DATASET CONTENT:
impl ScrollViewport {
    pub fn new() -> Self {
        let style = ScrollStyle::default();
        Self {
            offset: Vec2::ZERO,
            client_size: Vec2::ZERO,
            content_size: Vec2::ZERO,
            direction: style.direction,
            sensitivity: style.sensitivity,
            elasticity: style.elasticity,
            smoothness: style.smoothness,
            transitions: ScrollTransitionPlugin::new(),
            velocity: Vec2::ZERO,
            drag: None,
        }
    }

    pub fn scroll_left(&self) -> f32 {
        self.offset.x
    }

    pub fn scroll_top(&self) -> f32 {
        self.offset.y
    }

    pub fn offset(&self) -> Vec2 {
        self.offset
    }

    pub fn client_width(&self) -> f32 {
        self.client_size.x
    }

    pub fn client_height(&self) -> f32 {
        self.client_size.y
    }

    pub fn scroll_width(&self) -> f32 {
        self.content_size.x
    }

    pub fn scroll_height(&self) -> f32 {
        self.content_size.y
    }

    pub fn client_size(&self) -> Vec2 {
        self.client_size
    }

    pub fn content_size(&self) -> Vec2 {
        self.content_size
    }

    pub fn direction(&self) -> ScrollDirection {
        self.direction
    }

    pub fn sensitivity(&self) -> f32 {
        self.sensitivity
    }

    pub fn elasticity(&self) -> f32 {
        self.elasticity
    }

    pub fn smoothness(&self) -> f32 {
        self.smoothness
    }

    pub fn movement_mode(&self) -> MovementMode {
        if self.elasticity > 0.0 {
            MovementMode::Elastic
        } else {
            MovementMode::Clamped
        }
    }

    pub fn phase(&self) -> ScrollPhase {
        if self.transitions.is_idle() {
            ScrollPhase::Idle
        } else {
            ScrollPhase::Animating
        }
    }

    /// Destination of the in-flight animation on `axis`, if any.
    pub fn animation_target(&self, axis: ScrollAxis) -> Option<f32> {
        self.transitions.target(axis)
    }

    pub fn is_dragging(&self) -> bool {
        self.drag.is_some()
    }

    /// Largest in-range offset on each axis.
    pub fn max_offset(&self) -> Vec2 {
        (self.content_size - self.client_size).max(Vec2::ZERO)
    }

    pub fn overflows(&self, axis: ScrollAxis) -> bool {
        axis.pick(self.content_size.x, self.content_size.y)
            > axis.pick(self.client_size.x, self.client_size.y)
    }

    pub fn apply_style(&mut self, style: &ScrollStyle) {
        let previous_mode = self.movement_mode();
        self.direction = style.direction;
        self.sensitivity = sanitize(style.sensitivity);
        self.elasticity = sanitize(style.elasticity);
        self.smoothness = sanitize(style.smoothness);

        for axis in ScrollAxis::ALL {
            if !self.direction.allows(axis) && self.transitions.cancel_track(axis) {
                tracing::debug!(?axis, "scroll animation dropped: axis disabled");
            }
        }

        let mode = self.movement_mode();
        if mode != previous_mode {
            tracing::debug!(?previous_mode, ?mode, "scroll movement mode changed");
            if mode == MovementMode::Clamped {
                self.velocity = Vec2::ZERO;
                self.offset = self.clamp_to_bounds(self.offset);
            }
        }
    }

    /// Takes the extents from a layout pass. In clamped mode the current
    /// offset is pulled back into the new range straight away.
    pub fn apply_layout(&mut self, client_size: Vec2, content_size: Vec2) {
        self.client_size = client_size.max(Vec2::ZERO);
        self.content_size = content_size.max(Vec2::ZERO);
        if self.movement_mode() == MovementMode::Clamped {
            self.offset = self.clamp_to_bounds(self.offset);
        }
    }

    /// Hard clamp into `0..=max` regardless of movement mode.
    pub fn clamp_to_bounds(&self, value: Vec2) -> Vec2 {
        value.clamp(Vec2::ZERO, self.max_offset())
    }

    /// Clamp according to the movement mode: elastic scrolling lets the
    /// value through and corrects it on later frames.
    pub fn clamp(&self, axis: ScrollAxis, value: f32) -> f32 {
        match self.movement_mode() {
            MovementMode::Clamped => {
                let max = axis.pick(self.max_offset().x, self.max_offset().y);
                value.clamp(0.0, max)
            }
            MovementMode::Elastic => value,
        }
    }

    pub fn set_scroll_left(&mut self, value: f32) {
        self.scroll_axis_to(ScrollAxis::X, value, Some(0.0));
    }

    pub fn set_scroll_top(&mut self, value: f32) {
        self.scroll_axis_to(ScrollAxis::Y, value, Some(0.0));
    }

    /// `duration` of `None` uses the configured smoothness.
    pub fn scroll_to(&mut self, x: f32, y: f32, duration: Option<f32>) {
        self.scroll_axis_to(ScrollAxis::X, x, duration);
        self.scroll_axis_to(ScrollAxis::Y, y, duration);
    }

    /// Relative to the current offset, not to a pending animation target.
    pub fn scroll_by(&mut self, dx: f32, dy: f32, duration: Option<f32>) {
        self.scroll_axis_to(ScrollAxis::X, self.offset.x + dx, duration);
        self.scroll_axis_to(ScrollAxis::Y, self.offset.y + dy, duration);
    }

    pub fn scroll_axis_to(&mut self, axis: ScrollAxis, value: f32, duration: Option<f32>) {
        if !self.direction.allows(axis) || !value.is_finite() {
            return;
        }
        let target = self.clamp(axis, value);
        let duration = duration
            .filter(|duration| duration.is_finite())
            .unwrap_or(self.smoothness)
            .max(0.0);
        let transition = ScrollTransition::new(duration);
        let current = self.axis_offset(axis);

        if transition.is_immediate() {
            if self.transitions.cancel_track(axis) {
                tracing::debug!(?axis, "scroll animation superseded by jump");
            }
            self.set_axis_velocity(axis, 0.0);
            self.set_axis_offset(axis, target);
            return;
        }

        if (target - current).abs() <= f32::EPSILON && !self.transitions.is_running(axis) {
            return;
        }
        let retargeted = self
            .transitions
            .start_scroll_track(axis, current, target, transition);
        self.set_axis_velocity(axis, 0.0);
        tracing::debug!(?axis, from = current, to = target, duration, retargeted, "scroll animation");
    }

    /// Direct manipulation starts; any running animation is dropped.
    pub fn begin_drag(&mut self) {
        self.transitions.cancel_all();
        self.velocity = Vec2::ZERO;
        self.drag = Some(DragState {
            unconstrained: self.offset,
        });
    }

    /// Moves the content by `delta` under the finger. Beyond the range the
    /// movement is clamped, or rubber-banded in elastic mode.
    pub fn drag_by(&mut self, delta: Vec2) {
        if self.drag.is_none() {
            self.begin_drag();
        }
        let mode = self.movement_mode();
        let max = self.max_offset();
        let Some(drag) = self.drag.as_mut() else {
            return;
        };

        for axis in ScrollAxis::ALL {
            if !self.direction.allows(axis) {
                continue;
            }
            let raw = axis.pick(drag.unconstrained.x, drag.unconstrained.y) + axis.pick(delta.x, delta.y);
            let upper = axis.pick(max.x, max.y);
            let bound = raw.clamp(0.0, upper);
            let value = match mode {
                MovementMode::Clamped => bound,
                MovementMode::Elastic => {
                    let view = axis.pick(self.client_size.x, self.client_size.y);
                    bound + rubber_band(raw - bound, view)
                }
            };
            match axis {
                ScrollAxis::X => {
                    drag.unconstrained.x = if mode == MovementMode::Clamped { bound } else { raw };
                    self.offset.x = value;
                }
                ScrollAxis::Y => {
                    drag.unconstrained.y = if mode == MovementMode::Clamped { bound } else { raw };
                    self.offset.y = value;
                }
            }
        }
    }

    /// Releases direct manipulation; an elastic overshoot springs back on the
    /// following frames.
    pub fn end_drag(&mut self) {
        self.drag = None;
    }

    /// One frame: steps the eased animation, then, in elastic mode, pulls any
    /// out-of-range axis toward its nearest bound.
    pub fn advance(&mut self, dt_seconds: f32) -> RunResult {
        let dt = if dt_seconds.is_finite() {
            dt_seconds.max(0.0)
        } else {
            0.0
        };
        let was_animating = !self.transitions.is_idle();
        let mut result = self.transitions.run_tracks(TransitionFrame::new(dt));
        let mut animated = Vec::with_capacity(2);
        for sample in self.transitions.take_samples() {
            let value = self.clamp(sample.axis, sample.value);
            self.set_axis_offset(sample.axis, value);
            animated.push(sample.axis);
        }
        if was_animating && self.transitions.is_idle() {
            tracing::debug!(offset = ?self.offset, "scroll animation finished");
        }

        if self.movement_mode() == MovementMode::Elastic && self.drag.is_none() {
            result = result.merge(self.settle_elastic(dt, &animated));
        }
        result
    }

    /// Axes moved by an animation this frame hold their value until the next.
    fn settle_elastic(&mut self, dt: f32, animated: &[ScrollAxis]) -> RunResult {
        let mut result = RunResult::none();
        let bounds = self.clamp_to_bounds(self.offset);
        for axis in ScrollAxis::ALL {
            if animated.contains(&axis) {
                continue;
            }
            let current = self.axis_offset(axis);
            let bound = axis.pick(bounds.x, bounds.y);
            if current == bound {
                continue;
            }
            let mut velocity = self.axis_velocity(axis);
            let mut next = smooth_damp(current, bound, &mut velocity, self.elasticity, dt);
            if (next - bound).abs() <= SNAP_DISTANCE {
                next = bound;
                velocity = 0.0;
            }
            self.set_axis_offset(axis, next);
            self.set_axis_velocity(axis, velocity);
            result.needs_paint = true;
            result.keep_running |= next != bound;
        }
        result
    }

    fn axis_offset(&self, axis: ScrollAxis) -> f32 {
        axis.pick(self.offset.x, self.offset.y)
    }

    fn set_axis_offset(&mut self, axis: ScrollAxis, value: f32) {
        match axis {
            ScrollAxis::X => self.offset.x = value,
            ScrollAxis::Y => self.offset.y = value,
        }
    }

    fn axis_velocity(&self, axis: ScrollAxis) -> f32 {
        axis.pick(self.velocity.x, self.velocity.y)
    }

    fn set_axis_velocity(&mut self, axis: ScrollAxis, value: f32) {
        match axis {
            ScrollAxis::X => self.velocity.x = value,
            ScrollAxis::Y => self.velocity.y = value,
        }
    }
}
---
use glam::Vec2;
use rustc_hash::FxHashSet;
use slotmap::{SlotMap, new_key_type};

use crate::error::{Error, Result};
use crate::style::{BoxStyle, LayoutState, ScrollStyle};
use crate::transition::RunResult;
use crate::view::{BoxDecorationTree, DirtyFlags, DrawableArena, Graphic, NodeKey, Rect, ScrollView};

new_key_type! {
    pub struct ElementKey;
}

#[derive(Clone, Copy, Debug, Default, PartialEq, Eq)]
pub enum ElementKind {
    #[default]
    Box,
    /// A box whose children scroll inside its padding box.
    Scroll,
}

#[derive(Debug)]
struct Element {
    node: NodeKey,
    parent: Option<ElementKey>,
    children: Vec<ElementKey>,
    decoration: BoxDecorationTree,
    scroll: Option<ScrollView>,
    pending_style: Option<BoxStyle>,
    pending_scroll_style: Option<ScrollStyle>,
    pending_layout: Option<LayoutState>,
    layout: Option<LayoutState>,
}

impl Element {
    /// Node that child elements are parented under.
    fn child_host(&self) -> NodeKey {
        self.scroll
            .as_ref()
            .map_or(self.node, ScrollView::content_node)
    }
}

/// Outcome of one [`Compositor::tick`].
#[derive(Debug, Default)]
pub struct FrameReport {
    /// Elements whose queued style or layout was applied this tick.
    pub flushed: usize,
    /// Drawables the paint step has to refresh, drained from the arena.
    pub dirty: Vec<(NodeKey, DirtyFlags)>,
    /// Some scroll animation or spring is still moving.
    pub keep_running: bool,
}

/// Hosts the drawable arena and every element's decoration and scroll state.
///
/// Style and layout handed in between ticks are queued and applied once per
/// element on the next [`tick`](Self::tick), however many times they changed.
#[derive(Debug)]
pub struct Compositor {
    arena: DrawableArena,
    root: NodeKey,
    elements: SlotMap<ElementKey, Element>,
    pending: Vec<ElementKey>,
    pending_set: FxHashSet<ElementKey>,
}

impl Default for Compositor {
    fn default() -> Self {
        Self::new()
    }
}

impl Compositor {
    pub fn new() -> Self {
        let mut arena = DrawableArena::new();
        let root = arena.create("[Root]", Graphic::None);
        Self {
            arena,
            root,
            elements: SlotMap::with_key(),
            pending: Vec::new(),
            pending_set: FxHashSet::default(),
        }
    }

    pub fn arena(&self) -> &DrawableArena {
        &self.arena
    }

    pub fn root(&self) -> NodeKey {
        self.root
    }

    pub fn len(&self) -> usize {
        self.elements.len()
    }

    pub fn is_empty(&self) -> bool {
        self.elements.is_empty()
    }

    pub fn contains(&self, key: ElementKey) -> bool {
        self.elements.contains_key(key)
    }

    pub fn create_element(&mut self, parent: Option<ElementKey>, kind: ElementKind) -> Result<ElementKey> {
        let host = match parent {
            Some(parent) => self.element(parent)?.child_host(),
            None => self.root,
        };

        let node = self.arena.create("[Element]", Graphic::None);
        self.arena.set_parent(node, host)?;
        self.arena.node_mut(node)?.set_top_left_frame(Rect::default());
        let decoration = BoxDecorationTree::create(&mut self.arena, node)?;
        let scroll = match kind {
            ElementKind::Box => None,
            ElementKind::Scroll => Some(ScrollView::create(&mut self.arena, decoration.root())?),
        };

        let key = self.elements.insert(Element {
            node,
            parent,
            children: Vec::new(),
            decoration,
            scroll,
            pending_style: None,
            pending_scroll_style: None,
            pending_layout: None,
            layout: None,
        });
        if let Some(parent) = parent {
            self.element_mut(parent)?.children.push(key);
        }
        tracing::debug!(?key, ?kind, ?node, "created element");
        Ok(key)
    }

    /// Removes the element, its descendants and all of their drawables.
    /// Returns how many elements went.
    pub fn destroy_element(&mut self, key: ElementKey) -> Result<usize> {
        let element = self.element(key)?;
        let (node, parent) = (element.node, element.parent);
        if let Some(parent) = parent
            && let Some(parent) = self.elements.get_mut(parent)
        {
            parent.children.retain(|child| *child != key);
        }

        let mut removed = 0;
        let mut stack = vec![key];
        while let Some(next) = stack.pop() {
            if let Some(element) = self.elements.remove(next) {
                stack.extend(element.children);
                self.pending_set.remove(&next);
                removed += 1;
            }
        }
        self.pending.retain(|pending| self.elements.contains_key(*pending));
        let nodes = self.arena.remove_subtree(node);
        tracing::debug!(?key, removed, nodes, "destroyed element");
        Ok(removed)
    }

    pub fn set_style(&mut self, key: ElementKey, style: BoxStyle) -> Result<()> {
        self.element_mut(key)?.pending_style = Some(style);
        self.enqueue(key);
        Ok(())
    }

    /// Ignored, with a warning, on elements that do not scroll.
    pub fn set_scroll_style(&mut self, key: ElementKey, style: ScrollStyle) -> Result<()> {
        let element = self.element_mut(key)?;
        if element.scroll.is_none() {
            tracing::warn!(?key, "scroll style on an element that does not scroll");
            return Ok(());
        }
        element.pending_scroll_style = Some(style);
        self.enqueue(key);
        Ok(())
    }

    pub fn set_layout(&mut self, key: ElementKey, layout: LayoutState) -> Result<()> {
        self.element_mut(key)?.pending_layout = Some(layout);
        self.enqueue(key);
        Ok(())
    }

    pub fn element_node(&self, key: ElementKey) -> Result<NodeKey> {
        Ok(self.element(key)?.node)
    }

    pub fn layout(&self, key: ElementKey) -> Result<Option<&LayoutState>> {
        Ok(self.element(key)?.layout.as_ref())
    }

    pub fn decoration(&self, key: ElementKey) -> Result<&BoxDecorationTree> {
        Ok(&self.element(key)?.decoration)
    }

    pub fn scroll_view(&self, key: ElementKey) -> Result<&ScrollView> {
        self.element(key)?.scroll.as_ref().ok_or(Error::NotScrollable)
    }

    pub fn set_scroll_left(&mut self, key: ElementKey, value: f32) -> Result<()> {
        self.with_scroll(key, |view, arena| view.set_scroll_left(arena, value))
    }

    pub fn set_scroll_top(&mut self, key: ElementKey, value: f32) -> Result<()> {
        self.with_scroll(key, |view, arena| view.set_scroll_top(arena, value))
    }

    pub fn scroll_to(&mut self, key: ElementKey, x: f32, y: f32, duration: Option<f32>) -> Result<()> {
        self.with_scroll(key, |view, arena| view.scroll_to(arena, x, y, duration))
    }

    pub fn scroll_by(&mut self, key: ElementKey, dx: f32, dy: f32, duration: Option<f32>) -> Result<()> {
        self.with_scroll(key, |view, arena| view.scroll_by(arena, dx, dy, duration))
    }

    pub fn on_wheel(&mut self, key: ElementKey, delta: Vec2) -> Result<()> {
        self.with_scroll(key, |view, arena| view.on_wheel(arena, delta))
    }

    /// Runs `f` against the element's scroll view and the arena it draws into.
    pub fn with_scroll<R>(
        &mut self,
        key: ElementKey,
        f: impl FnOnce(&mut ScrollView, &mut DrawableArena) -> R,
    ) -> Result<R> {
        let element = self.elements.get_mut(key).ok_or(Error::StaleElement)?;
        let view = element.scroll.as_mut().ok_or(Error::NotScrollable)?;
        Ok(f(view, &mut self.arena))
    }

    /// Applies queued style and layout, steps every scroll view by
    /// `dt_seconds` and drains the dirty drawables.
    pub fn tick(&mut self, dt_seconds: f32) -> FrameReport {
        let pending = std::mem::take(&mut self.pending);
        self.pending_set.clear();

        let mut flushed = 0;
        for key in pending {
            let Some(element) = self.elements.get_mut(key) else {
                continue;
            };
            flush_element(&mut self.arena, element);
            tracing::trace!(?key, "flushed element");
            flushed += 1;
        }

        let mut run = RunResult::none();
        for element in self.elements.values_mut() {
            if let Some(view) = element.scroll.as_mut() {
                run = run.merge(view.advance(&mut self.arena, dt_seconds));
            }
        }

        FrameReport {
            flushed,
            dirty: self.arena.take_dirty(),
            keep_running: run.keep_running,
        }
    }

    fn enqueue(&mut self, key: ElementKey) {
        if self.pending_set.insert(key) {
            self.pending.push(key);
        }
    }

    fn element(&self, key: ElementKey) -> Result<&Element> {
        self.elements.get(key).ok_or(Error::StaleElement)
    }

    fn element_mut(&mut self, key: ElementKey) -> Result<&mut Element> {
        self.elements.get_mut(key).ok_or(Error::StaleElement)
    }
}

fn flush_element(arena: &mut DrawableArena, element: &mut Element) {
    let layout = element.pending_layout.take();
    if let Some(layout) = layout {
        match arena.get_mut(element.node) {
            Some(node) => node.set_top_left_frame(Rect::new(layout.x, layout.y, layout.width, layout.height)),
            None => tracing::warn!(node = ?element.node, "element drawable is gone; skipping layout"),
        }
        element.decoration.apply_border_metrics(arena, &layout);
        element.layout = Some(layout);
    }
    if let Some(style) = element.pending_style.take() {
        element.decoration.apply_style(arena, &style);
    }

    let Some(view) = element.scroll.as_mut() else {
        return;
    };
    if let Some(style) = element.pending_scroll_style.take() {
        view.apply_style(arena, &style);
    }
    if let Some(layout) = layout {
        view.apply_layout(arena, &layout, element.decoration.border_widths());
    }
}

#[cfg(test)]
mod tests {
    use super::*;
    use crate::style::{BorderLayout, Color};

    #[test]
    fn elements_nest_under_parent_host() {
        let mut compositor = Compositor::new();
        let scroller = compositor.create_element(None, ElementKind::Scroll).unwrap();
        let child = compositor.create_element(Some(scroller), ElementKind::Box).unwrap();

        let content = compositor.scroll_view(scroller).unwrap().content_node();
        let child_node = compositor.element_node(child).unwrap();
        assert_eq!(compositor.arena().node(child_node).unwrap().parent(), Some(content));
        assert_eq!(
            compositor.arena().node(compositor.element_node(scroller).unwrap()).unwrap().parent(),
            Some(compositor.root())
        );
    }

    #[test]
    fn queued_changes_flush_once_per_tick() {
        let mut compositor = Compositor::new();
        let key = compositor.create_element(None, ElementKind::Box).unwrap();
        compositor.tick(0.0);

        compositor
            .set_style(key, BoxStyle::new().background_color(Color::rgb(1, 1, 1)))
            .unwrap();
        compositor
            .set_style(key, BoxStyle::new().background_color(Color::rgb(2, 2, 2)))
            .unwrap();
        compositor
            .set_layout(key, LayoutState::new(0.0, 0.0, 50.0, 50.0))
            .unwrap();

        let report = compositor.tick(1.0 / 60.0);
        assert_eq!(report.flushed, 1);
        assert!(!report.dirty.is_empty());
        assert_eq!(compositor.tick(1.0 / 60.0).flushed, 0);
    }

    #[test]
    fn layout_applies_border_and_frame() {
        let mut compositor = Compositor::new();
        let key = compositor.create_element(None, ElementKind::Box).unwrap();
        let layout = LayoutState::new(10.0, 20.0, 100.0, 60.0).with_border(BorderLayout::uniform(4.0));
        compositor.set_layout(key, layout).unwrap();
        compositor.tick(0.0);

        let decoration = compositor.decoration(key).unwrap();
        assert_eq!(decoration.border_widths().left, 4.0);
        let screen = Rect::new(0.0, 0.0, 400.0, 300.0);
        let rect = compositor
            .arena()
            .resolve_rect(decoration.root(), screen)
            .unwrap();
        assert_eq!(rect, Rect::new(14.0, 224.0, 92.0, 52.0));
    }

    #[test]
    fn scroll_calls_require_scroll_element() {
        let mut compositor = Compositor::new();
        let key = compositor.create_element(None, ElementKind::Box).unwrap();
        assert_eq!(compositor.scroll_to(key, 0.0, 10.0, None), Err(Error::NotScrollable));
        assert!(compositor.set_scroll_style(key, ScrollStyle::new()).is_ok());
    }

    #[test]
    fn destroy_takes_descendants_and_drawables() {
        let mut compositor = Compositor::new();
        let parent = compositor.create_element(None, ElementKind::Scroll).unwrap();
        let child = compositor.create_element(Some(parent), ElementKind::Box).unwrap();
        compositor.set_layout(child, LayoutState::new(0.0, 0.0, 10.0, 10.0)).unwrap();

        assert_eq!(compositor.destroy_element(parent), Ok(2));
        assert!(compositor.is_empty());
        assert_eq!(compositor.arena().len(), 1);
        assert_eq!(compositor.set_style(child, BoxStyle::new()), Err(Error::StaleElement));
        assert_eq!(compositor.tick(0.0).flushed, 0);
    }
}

EXERCISE BRIEF:
Return each line of the records above in which the word "sanitize" occurs.

SOLUTION:
        self.sensitivity = sanitize(style.sensitivity);
        self.elasticity = sanitize(style.elasticity);
        self.smoothness = sanitize(style.smoothness);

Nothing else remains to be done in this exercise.